Percebo a eficiência e o alcance do SUS na proposta de grupos setorializados, e quando você encontra profissionais e gestores comprometidos o bom trabalho acontece, do contrário, se lamenta. No CAPS eu percebo que nós não conseguimos cuidar de todos os que necessitam do serviço, existem muitas pessoas em sofrimento que não chegam ao nosso serviço, mas para quem acessa o serviço, procuramos fazer bem feito no nosso papel, comprometidos na capilarização das ações e no contágio positivo de equipes e setores para efetivarem o mesmo: um serviço de qualidade. Prova disto foi a última avaliação do CAPSUL, que é um programa de avaliação dos CAPS do Sul do País, uma parceria entre Ministério da Saúde e a Universidade de Pelotas, sendo que o nosso CAPS foi avaliado como de alta qualidade.

Os CAPS são dispositivos substitutivos dos manicômios e representam uma operacionalização das propostas da Reforma Psiquiátrica, como você avaliaria a eficiência destes dispositivos nesta função?

Eu acredito na proposta CAPS de atendimento. O sofrimento faz parte do ser humano, e pensar numa sociedade sem dispositivos para se acolher o sofrimento, é utopia. Mudam-se as gerações, a cultura e o sofrimento aparece conforme esse processo. O ganho do CAPS é mudança na atenção ao sofrimento, que tem como diferencial o manejo, a articulação intersetorial e com a rede social, o tratamento medicamentoso assistido por médico psiquiatra sem isolamento institucional, incentivo ao envolvimento familiar, entre outros, questões estas que as anteriores formas de tratamento não faziam.  

Como é trabalhar em uma equipe multidisciplinar em um CAPS que representa, de certa forma, a materialização de um novo modelo de cuidar em saúde e como é o entendimento e o engajamento dos demais profissionais que atuam no CAPS sobre os pressupostos da Reforma Psiquiátrica?

Significa a concretização da luta de milhares de trabalhadores e usuários do sistema de saúde mental, que está dando certo. É um grande orgulho ver a evolução no tratamento das pessoas, cada uma retomando sua vida cotidiana, passando pelo processo de resignificação de vivências. O trabalho multidisciplinar é um grande desafio, de crescimento mútuo, de adaptações na forma do “ser e do fazer”, e é muito motivador, pois ninguém cresce sozinho, nem um serviço, nem uma equipe. É o ápice da gratificação ver que a estratégia de atenção psicossocial dá certo para o sofrimento mental.

Roselaine, você poderia selecionar três características básicas que um profissional psicólogo que pretenda trabalhar em saúde pública precisaria apresentar?

Curiosidade, humildade e solicitude.

Olhando para trás, para os seus anos de faculdade, como você caracterizaria sua formação em termos de preparação para a atuação em saúde pública considerando as características específicas das demandas exigidas do psicólogo por este setor?

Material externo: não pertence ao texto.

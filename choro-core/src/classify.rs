//! Fisher-Jenks natural breaks classification
//!
//! Finds the partition of a sorted one-dimensional sample into at most `k`
//! contiguous classes that minimizes the total within-class sum of squared
//! deviations. Runs in O(n²k) time and O(nk) space.

use serde::{Deserialize, Serialize};

use crate::error::{ChoroError, ChoroResult};
use crate::types::ValueMap;

/// Default number of classes for continuous maps.
pub const DEFAULT_CLASS_COUNT: usize = 7;

/// Ascending class upper bounds. The last bound is the sample maximum.
#[derive(Debug, Clone, Default, PartialEq, Serialize, Deserialize)]
#[serde(transparent)]
pub struct ClassBreaks(Vec<f64>);

impl ClassBreaks {
    pub fn empty() -> Self {
        Self(Vec::new())
    }

    /// Wrap externally supplied bounds; they must be finite, positive and strictly ascending.
    pub fn new(bounds: Vec<f64>) -> ChoroResult<Self> {
        if bounds.iter().any(|b| !b.is_finite() || *b <= 0.0) {
            return Err(ChoroError::InvalidParams("class bounds must be finite and positive".into()));
        }
        if bounds.windows(2).any(|w| w[0] >= w[1]) {
            return Err(ChoroError::InvalidParams("class bounds must be strictly ascending".into()));
        }
        Ok(Self(bounds))
    }

    pub fn as_slice(&self) -> &[f64] {
        &self.0
    }

    pub fn len(&self) -> usize {
        self.0.len()
    }

    pub fn is_empty(&self) -> bool {
        self.0.is_empty()
    }

    pub fn max(&self) -> Option<f64> {
        self.0.last().copied()
    }

    /// Class index for `value`: the first bound it does not exceed. Values above the
    /// last bound fall in the last class; non-positive values are no-data.
    pub fn class_of(&self, value: f64) -> Option<usize> {
        if !(value > 0.0) || self.0.is_empty() {
            return None;
        }
        Some(self.0.iter().position(|&b| value <= b).unwrap_or(self.0.len() - 1))
    }
}

/// Compute natural breaks for `values` into at most `k` classes.
///
/// Non-positive and non-finite inputs are ignored. When the sample has at most `k`
/// distinct values, those values are returned unchanged, one class each.
pub fn jenks_breaks(values: &[f64], k: usize) -> ClassBreaks {
    let mut sorted: Vec<f64> = values.iter().copied().filter(|v| v.is_finite() && *v > 0.0).collect();
    if sorted.is_empty() || k == 0 {
        return ClassBreaks::empty();
    }
    sorted.sort_by(|a, b| a.total_cmp(b));

    let mut distinct = sorted.clone();
    distinct.dedup();
    if distinct.len() <= k {
        return ClassBreaks(distinct);
    }

    let n = sorted.len();
    // first[l][j]: 1-based index where class j starts in the best j-class split of the first l values
    let mut first = vec![vec![0usize; k + 1]; n + 1];
    // cost[l][j]: minimal total SSD of that split
    let mut cost = vec![vec![f64::INFINITY; k + 1]; n + 1];

    for j in 1..=k {
        first[1][j] = 1;
        cost[1][j] = 0.0;
    }

    for l in 2..=n {
        let mut sum = 0.0;
        let mut sum_sq = 0.0;
        for m in 1..=l {
            let value = sorted[l - m];
            sum += value;
            sum_sq += value * value;
            let trailing_ssd = sum_sq - (sum * sum) / m as f64;
            let prefix = l - m;
            if prefix != 0 {
                for j in 2..=k {
                    let candidate = trailing_ssd + cost[prefix][j - 1];
                    // `<=`: on ties the larger trailing group wins
                    if candidate <= cost[l][j] {
                        first[l][j] = prefix + 1;
                        cost[l][j] = candidate;
                    }
                }
            }
        }
        first[l][1] = 1;
        cost[l][1] = sum_sq - (sum * sum) / l as f64;
    }

    let mut bounds = vec![0.0; k];
    bounds[k - 1] = sorted[n - 1];
    let mut end = n;
    for j in (2..=k).rev() {
        let start = first[end][j];
        if start < 2 {
            break;
        }
        bounds[j - 2] = sorted[start - 2];
        end = start - 1;
    }

    let mut breaks: Vec<f64> = Vec::with_capacity(k);
    for b in bounds {
        if b > 0.0 && breaks.last().map_or(true, |&prev| b > prev) {
            breaks.push(b);
        }
    }
    ClassBreaks(breaks)
}

/// Classify every positive value of a [`ValueMap`]. `k` must be at least 1.
pub fn classify_values(values: &ValueMap, k: usize) -> ChoroResult<ClassBreaks> {
    if k == 0 {
        return Err(ChoroError::InvalidParams("class count must be at least 1".into()));
    }
    let positive = values.positive_values();
    if positive.is_empty() {
        return Err(ChoroError::EmptyInput);
    }
    let breaks = jenks_breaks(&positive, k);
    log::debug!("Classified {} values into {} classes (requested {})", positive.len(), breaks.len(), k);
    Ok(breaks)
}
//! Export error type

use choro_core::ChoroError;
use thiserror::Error;

/// Result type for export operations
pub type ExportResult<T> = Result<T, ExportError>;

/// Fatal failures of a single export. Per-feature problems never reach this type.
#[derive(Debug, Error)]
pub enum ExportError {
    #[error("PNG encoding failed: {0}")]
    Encoding(#[from] image::ImageError),

    /// The encoder produced fewer bytes than the signature plus IHDR chunk.
    #[error("Encoded stream is {len} bytes, too short to carry a pHYs chunk")]
    ChunkInjection { len: usize },

    #[error("Cannot allocate a {width}x{height} raster")]
    RasterAlloc { width: u32, height: u32 },

    #[error(transparent)]
    Core(#[from] ChoroError),

    #[error("Export worker exited without a result")]
    WorkerLost,

    #[error("Font could not be loaded: {0}")]
    Font(String),
}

A faculdade deu a teoria nuclear, o campo dá as possibilidades práticas, é um desafio cotidiano entrelaçar esses campos. A minha formação, que é recente, considero que não explorou o “chão social”, foi na especialização e na atuação prática que eu pude rever a bibliografia (a formação) e fazer essa conexão. O profissional sai da universidade com o que delineia a profissão, seus contornos, e a partir disto deve buscar o seu contínuo aperfeiçoamento, preenchimento.

Finalmente Roselaine, aos acadêmicos que tem interesse em trabalhar em saúde pública, algum conselho?

Motivação, preserve com muito carinho os seus momentos de renovação para não se deixar contagiar com as frustrações, e desafios que não são poucos e nem só seus. As pessoas esperam DE VOCÊ uma ação diferente, pois foi você quem se interessou por isso: a relação humana. Educação continuada, é imprescindível para a atuação, é peça chave da motivação, e distancia de uma coisa muito perigosa no trabalho multidisciplinar com a subjetividade: o “cair no senso comum”. E o livro de cabeceira: Código de ética do Psicólogo, dali tem tudo que o profissional da psicologia precisa para saber quem ele é e qual é o seu papel social.

Em nome de todos os acadêmicos e em especial do CAP M. Foucault nosso muito obrigado pela rica contribuição Roselaine.